Sitting alone, facing the wall. His shoulders hunched forward, his plaid shirt tight over his arms, corded with muscle. Picking up the food in front of him lazily, his head down, eyes on his tray.

I heard his thoughts right away and it shocked me, worried me. We were always told that Pateo High was safe, that the regular humans wouldn't get in and make us sick, but there is a human, a regular human sitting in the same room as me.

I smoothed my face over before turning back around. I wanted to tell Gray what I know, wanted to keep the school and myself safe from his pleague. I knew that he was dangerous, I knew that he didn't have a Force, knew that he knew he dosn't belong. I knew that from just looking at him once, hearing just one thought, but I also knew knew that I couldn't betray him. Something about him made me calm, I felt awake.

His face was strong and chisseled, sitting in silence he kept a stright, calm face that made me feel calm and safe even though I knew that he was a danger. His strong arms and tough posture, he was important to me from the first second I saw him.

"Ana? Ana!" Gray had been calling my name and I hadn't heard it, I wonder for how long I had been in the trance he put me in.

"Hmm?" I looked over at her, she frowned and I could tell how badly she wanted to feel what I feel, to understand.

"What was that?" She asked at last, puting down her cookies and giving me all of her attention.

I can't lie to my friend, my only friend, my best friend. But I can't tell her why I have these feelings for a danger to myself and others because I don't even know why myself.

"I don't know." I told her. Looking over my shoulder again quickly to see him again. "But ya, something's bothering him."

"You think he's cute, don't you?" She leaned over and gave me that look.

"No!" I scrunched up my nose, making a faux lie face and checking over my shoulder again.

We laughed softly for the remainder of the lunch hour, talking about the other boys who we thought were cute and what we thought was atractive in a guy, but my mind was always on him, his toughts never left my head.

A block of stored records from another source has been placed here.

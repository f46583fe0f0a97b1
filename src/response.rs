//! JSON body returned to whatever triggered the invocation

use serde::{Deserialize, Serialize};

use crate::error::ScrapeError;
use crate::pipeline::ScrapeOutcome;

#[derive(Debug, Clone, Copy, PartialEq, Eq, Serialize, Deserialize)]
#[serde(rename_all = "lowercase")]
pub enum Status {
    Success,
    Fail,
}

/// `{"status": ..., "message": ..., ...}` with optional detail fields
#[derive(Debug, Clone, PartialEq, Serialize, Deserialize)]
pub struct ScrapeResponse {
    pub status: Status,
    pub message: String,
    #[serde(skip_serializing_if = "Option::is_none")]
    pub records_scraped: Option<usize>,
    #[serde(skip_serializing_if = "Option::is_none")]
    pub error: Option<String>,
    #[serde(skip_serializing_if = "Option::is_none")]
    pub details: Option<String>,
}

impl ScrapeResponse {
    pub fn success(outcome: &ScrapeOutcome) -> Self {
        Self {
            status: Status::Success,
            message: format!("Uploaded {} to bucket {}.", outcome.key, outcome.bucket),
            records_scraped: Some(outcome.records),
            error: None,
            details: None,
        }
    }

    pub fn failure(err: &ScrapeError) -> Self {
        let mut response = Self {
            status: Status::Fail,
            message: err.to_string(),
            records_scraped: None,
            error: None,
            details: None,
        };

        match err {
            ScrapeError::Fetch { body, .. } => response.details = Some(body.clone()),
            ScrapeError::EmptyData | ScrapeError::Config(_) => {}
            other => {
                response.message = "An error occurred while scraping or uploading.".to_string();
                response.error = Some(other.to_string());
            }
        }

        response
    }

    /// Map an invocation result to its body and HTTP status
    pub fn from_result(result: &crate::error::Result<ScrapeOutcome>) -> (Self, u16) {
        match result {
            Ok(outcome) => (Self::success(outcome), 200),
            Err(err) => (Self::failure(err), err.status_code()),
        }
    }

    pub fn is_success(&self) -> bool {
        self.status == Status::Success
    }
}
//! HTTP client module for fetching the trade summary
//!
//! This module issues the single POST to the exchange API. The transport
//! sits behind the `HttpTransport` trait so the fetch logic can run against
//! canned responses.

use anyhow::{Context, Result};
use async_trait::async_trait;
use reqwest::header::{HeaderMap, HeaderName, HeaderValue};
use serde_json::Value;
use std::str::FromStr;
use tracing::{debug, info, warn};

use crate::config::ApiConfig;
use crate::error::ScrapeError;
use crate::transform::extract_records;

/// Status and body of an upstream response
#[derive(Debug, Clone, PartialEq, Eq)]
pub struct HttpResponse {
    pub status: u16,
    pub body: String,
}

/// Anything able to POST a JSON body and hand back the raw response
#[async_trait]
pub trait HttpTransport: Send + Sync {
    async fn post_json(
        &self,
        url: &str,
        headers: &[(&str, &str)],
        body: &Value,
    ) -> Result<HttpResponse>;
}

/// reqwest-backed transport
pub struct HttpClient {
    client: reqwest::Client,
}

impl HttpClient {
    /// Create a new HTTP client, routed through `proxy` when given
    pub fn new(proxy: Option<&str>) -> Result<Self> {
        let mut builder = reqwest::Client::builder();

        if let Some(proxy_url) = proxy {
            let proxy = reqwest::Proxy::all(proxy_url)
                .context(format!("Failed to configure proxy: {}", proxy_url))?;
            builder = builder.proxy(proxy);
            info!("HTTP client configured with proxy: {}", proxy_url);
        }

        let client = builder.build().context("Failed to create HTTP client")?;

        Ok(Self { client })
    }

    fn header_map(headers: &[(&str, &str)]) -> Result<HeaderMap> {
        let mut map = HeaderMap::new();
        for (name, value) in headers {
            let name = HeaderName::from_str(name)
                .context(format!("Invalid header name: {}", name))?;
            let value = HeaderValue::from_str(value)
                .context(format!("Invalid value for header {}", name))?;
            map.insert(name, value);
        }
        Ok(map)
    }
}

#[async_trait]
impl HttpTransport for HttpClient {
    async fn post_json(
        &self,
        url: &str,
        headers: &[(&str, &str)],
        body: &Value,
    ) -> Result<HttpResponse> {
        let headers = Self::header_map(headers)?;

        // Body is serialized by hand so the Content-Type header from the caller is kept as-is
        let payload = serde_json::to_vec(body).context("Failed to serialize request body")?;

        let response = self.client
            .post(url)
            .headers(headers)
            .body(payload)
            .send()
            .await
            .context(format!("Failed to send HTTP request to {}", url))?;

        let status = response.status().as_u16();
        let body = response
            .text()
            .await
            .context(format!("Failed to read response body from {}", url))?;

        Ok(HttpResponse { status, body })
    }
}

/// Fixed header set sent with every trade summary request
pub fn request_headers(api: &ApiConfig) -> Vec<(&str, &str)> {
    vec![
        ("User-Agent", api.user_agent.as_str()),
        ("Accept", api.accept.as_str()),
        ("Content-Type", "application/json"),
        ("Referer", api.referer.as_str()),
        ("Origin", api.origin.as_str()),
    ]
}

/// Fetch the raw trade summary records
///
/// One attempt, no retries. A non-200 status becomes `ScrapeError::Fetch`,
/// a missing or empty record array becomes `ScrapeError::EmptyData`.
///
/// # Arguments
/// * `transport` - Where the POST goes (reqwest in production)
/// * `api` - Endpoint URL, header values and the envelope field name
///
/// # Returns
/// The non-empty record array, untouched
pub async fn fetch_trade_summary(
    transport: &dyn HttpTransport,
    api: &ApiConfig,
) -> crate::error::Result<Vec<Value>> {
    info!("Requesting trade summary from {}", api.url);

    let headers = request_headers(api);
    let response = transport
        .post_json(&api.url, &headers, &Value::Object(Default::default()))
        .await?;

    debug!("Upstream answered {} ({} bytes)", response.status, response.body.len());

    if response.status != 200 {
        warn!("Trade summary request failed with status {}", response.status);
        return Err(ScrapeError::Fetch {
            status: response.status,
            body: response.body,
        });
    }

    let records = extract_records(&response.body, &api.records_field)?;
    if records.is_empty() {
        warn!("Trade summary response carried no records");
        return Err(ScrapeError::EmptyData);
    }

    info!("Fetched {} trade summary records", records.len());
    Ok(records)
}

#[cfg(test)]
mod tests {
    use super::*;
    use std::sync::Mutex;

    /// Returns one canned response and remembers what was sent
    struct CannedTransport {
        response: HttpResponse,
        seen: Mutex<Vec<(String, Vec<(String, String)>, Value)>>,
    }

    impl CannedTransport {
        fn new(status: u16, body: &str) -> Self {
            Self {
                response: HttpResponse { status, body: body.to_string() },
                seen: Mutex::new(Vec::new()),
            }
        }
    }

    #[async_trait]
    impl HttpTransport for CannedTransport {
        async fn post_json(
            &self,
            url: &str,
            headers: &[(&str, &str)],
            body: &Value,
        ) -> Result<HttpResponse> {
            let headers = headers
                .iter()
                .map(|(k, v)| (k.to_string(), v.to_string()))
                .collect();
            self.seen.lock().unwrap().push((url.to_string(), headers, body.clone()));
            Ok(self.response.clone())
        }
    }

    #[tokio::test]
    async fn test_fetch_returns_records() {
        let transport = CannedTransport::new(
            200,
            r#"{"reqTradeSummery":[{"symbol":"JKH.N0000","price":190.5},{"symbol":"COMB.N0000","price":101.0}]}"#,
        );
        let api = ApiConfig::default();

        let records = fetch_trade_summary(&transport, &api).await.unwrap();
        assert_eq!(records.len(), 2);
        assert_eq!(records[0]["symbol"], "JKH.N0000");

        let seen = transport.seen.lock().unwrap();
        assert_eq!(seen.len(), 1);
        let (url, headers, body) = &seen[0];
        assert_eq!(url, "https://www.cse.lk/api/tradeSummary");
        assert_eq!(body, &serde_json::json!({}));
        assert!(headers.contains(&("Content-Type".to_string(), "application/json".to_string())));
        assert!(headers.contains(&("Origin".to_string(), "https://www.cse.lk".to_string())));
    }

    #[tokio::test]
    async fn test_fetch_non_200_is_fetch_error() {
        let transport = CannedTransport::new(403, "Forbidden");
        let err = fetch_trade_summary(&transport, &ApiConfig::default()).await.unwrap_err();
        match err {
            ScrapeError::Fetch { status, body } => {
                assert_eq!(status, 403);
                assert_eq!(body, "Forbidden");
            }
            other => panic!("unexpected error: {other:?}"),
        }
    }

    #[tokio::test]
    async fn test_fetch_empty_or_missing_records() {
        for body in [r#"{"reqTradeSummery":[]}"#, r#"{"somethingElse":1}"#, r#"{"reqTradeSummery":null}"#] {
            let transport = CannedTransport::new(200, body);
            let err = fetch_trade_summary(&transport, &ApiConfig::default()).await.unwrap_err();
            assert!(matches!(err, ScrapeError::EmptyData), "body {body} gave {err:?}");
        }
    }

    #[tokio::test]
    async fn test_fetch_invalid_json_is_unknown() {
        let transport = CannedTransport::new(200, "<html>maintenance</html>");
        let err = fetch_trade_summary(&transport, &ApiConfig::default()).await.unwrap_err();
        assert!(matches!(err, ScrapeError::Unknown(_)));
    }

    #[tokio::test]
    async fn test_http_client_sends_fixed_headers() {
        let mut server = mockito::Server::new_async().await;
        let mock = server
            .mock("POST", "/api/tradeSummary")
            .match_header("content-type", "application/json")
            .match_header("user-agent", "Mozilla/5.0")
            .match_header("origin", "https://www.cse.lk")
            .match_header(
                "referer",
                "https://www.cse.lk/pages/trade-summary/trade-summary.component.html",
            )
            .match_body("{}")
            .with_status(200)
            .with_header("content-type", "application/json")
            .with_body(r#"{"reqTradeSummery":[{"id":1}]}"#)
            .create_async()
            .await;

        let api = ApiConfig {
            url: format!("{}/api/tradeSummary", server.url()),
            ..ApiConfig::default()
        };
        let client = HttpClient::new(None).unwrap();

        let records = fetch_trade_summary(&client, &api).await.unwrap();
        assert_eq!(records.len(), 1);
        mock.assert_async().await;
    }

    #[tokio::test]
    async fn test_http_client_passes_error_status_through() {
        let mut server = mockito::Server::new_async().await;
        let _mock = server
            .mock("POST", "/api/tradeSummary")
            .with_status(500)
            .with_body("upstream down")
            .create_async()
            .await;

        let client = HttpClient::new(None).unwrap();
        let url = format!("{}/api/tradeSummary", server.url());
        let response = client
            .post_json(&url, &[("Content-Type", "application/json")], &serde_json::json!({}))
            .await
            .unwrap();

        assert_eq!(response, HttpResponse { status: 500, body: "upstream down".to_string() });
    }
}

I listened to him throughout the rest of the meal and even as I sat and waited for my next class to come into the empty room I think of him, his face, his aura, his eyes. Their deep green looking into me, not at me as he walked into my next class.

My heart skipped a beat. Why do I feel this way? He is a danger to me and the others but I can't bring myself to tell someone. He stops me from exposing him by the way he looks at me. I am NOT falling in love with him. Am I?

"Hi." He says to me when we are partners for the assignment. "I'm Xander."

His mind reeled with questions but his face remained calm and it just smiled. He's smart, answers filled his thoughts as he looked down at his paper. I could hear the intelligence flow through his thoughts, laced into the words he spoke into his mind and out loud.

"What did you get for number three?" He froze me, I couldn't think or breathe. He looked confused but the way he contorted his face only made it harder to pull myself back together. I didn't want him to know if I really felt this way about him before I did.

She doesn't know?

He frowned at me, his brows drawing together, his bright green eyes lit wit with curiosity. I wanted to keep him confused just to hear him think. His thoughts set me free in a way when I didn't even know I was trapped. Trapped by this school and by all of the adults in my life that tell me what's right from wrong and I loved the freedom he put in me, his thoughts made mine clearer.

We did more talking and getting to know each other then we did the worksheet. Every time we spoke, I gladly made lasting eye contact. Their bright green shade piercing my usually calm composer, making me feel more myself then I usually do holding back. When I talked to him, I didn't have to worry about what people thought about me, I could just be myself!

The bell rang too soon even after we were done with our assignment and were back in our seats I kept seeing Xander look over his shoulder at me. Not sure if he was reading my thoughts on my face or wishing that he could hear what they really were, because after that class I knew for sure that I was falling in love with a walking disease.